Max Bloom has a great article at StreamingMedia.com, discussing aspects of video delivery for the Beijing Olympics this summer. I’ve been tracking this project, because of all the prior publicity about a “Flash Killer”. I found this article after reading of Akamai’s delivery of Olympics video (more), and the StreamingMedia.com piece has lots of detail I hadn’t seen before.

Main takeaway? Like MLB.com, Silverlight is offered as a new option to an existing WMV9 workflow, and Windows Media Player will still work as a client.

(The MLB.com deal achieved a lot of positive publicity for Microsoft in 2007, but the reception upon release was not as positive, and today MLB.com doesn’t even seem to appear in Microsoft marketing materials. All through this, MLB Gameday has continued innovating in Flash.)

Regional restrictions enable regional licensing, and so enable funding for the event itself. A YouTube-style model wouldn’t work for such a large, capital-intensive event. Adobe Media Player offers similar capabilities today, but the WMV architecture has been in trials for the past few Olympics. The entire deal makes more sense when seen in this light.

Other details include the hiring of Schematic and the business angles for UI design, how viewing varies across different regions, and this bit on the details of delivery: “As of press time, NBCOlympics.com had yet to make a number of important technical decisions. A slew of DRC-Stream software and encoder boards from Canada-based Digital Rapids are being deployed in Beijing to populate NBCOlympics.com’s encoding farm, but other than committing to VC-1, NBCOlympics.com has yet to confirm encoding bitrates, frame rates, or frame sizes. (Without offering more specifics, Miller says NBCOlympics.com will be streaming through a managed bitrate solution to optimize the user’s connection, with a target maximum bitrate of 650KB/sec.) Digital Rapids is also supplying software to enable transcoding from other digital media formats into VC-1.”

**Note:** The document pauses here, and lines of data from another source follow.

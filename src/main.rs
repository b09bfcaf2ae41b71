use gworkspace_nexus::config::Config;
use gworkspace_nexus::db::{self, TokenStorage, WorkspaceStorage};
use gworkspace_nexus::google_oauth::{GoogleAuthManager, build_http_client};
use gworkspace_nexus::router::{NexusState, nexus_router};
use gworkspace_nexus::service::{maintenance, workspace_loader};
use mimalloc::MiMalloc;
use std::sync::Arc;
use tokio::net::TcpListener;
use tracing::{info, warn};
use tracing_subscriber::{EnvFilter, layer::SubscriberExt, util::SubscriberInitExt};

#[global_allocator]
static GLOBAL: MiMalloc = MiMalloc;

#[tokio::main]
async fn main() -> Result<(), Box<dyn std::error::Error>> {
    dotenvy::dotenv().ok();

    let cfg = Arc::new(Config::load()?);

    let env_filter = EnvFilter::try_from_default_env()
        .unwrap_or_else(|_| EnvFilter::new(cfg.basic.loglevel.clone()));
    tracing_subscriber::registry()
        .with(env_filter)
        .with(
            tracing_subscriber::fmt::layer()
                .with_level(true)
                .with_target(false),
        )
        .init();

    info!(
        listen_addr = %cfg.basic.listen_addr,
        database_url = %cfg.basic.database_url,
        proxy = %cfg.basic.proxy.as_ref().map(|u| u.as_str()).unwrap_or("<none>"),
        loglevel = %cfg.basic.loglevel,
        maintenance = cfg.maintenance.enabled,
    );
    if cfg.basic.crm_key.trim().is_empty() {
        warn!("basic.crm_key is empty; every API call will be rejected");
    }

    let pool = db::connect(&cfg.basic.database_url).await?;
    let tokens = TokenStorage::new(pool.clone());
    let workspaces = WorkspaceStorage::new(pool);

    if let Some(dir) = cfg.basic.workspace_dir.as_ref() {
        match workspace_loader::load_from_dir(dir) {
            Ok(seeds) if !seeds.is_empty() => {
                let stored = workspace_loader::apply(&workspaces, &seeds).await;
                info!(
                    path = %dir.display(),
                    found = seeds.len(),
                    stored,
                    "Workspace configs loaded from filesystem"
                );
            }
            Ok(_) => info!(path = %dir.display(), "no workspace config files discovered"),
            Err(e) => warn!(
                path = %dir.display(),
                error = %e,
                "failed to load workspace configs from directory"
            ),
        }
    }

    let http = build_http_client(&cfg.basic, &cfg.google)?;
    let manager = GoogleAuthManager::new(tokens, workspaces, cfg.google.clone(), http);
    let maintenance = maintenance::spawn(manager.clone(), cfg.maintenance.clone()).await?;

    let state = NexusState::new(cfg.clone(), manager, maintenance);
    let app = nexus_router(state);

    let listener = TcpListener::bind(&cfg.basic.listen_addr).await?;
    info!("HTTP server listening on {}", cfg.basic.listen_addr);
    axum::serve(listener, app).await?;
    Ok(())
}
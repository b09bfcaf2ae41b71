use crate::db::WorkspaceStorage;
use crate::db::models::WorkspaceConfigInput;
use crate::error::NexusError;
use serde::Deserialize;
use std::{fs, path::Path};
use tracing::{info, warn};

/// One Workspace config file: the organization plus its admin/OAuth fields.
#[derive(Debug, Clone, Deserialize, PartialEq)]
#[serde(rename_all = "camelCase")]
pub struct WorkspaceSeed {
    pub organization_id: String,
    #[serde(flatten)]
    pub config: WorkspaceConfigInput,
}

/// Load Workspace config JSON files from a directory. Unreadable files are skipped.
pub fn load_from_dir(dir: &Path) -> Result<Vec<WorkspaceSeed>, NexusError> {
    if !dir.exists() {
        info!(path = %dir.display(), "workspace config directory not found; skipping load");
        return Ok(Vec::new());
    }

    let loaded: Vec<WorkspaceSeed> = fs::read_dir(dir)?
        .filter_map(|entry| match entry {
            Ok(entry) => Some(entry.path()),
            Err(e) => {
                let err: NexusError = e.into();
                warn!(error = %err, "failed to read workspace dir entry");
                None
            }
        })
        .filter(|path| is_json_file(path))
        .filter_map(|path| {
            load_seed(&path)
                .inspect_err(|e| {
                    warn!(path = %path.display(), error = %e, "failed to load workspace config");
                })
                .ok()
        })
        .collect();

    Ok(loaded)
}

/// Upsert every seed; returns how many were stored.
pub async fn apply(storage: &WorkspaceStorage, seeds: &[WorkspaceSeed]) -> usize {
    let mut stored = 0;
    for seed in seeds {
        match storage.upsert(&seed.organization_id, &seed.config).await {
            Ok(()) => stored += 1,
            Err(e) => warn!(
                organization_id = %seed.organization_id,
                error = %e,
                "failed to store workspace config"
            ),
        }
    }
    stored
}

fn is_json_file(path: &Path) -> bool {
    path.extension()
        .and_then(|s| s.to_str())
        .map(|ext| ext.eq_ignore_ascii_case("json"))
        == Some(true)
}

fn load_seed(path: &Path) -> Result<WorkspaceSeed, NexusError> {
    let contents = fs::read_to_string(path)?;
    let seed: WorkspaceSeed = serde_json::from_str(&contents)?;
    if seed.organization_id.trim().is_empty() {
        return Err(NexusError::BadRequest("organizationId is empty".to_string()));
    }
    Ok(seed)
}
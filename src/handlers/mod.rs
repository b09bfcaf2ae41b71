pub mod calendar;
pub mod gmail;
pub mod google_auth;
pub mod workspace;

After reading the article and sleeping on it, I’m left with the impression that this is less “Microsoft buying audience share by subsidizing big events” than it is “existing Windows Media sites not defecting because there’s now an option for in-the-page viewing”. I’m guessing Silverlight will still receive a boost from the Olympics deal, but it doesn’t seem as dramatic as it did before the details became available.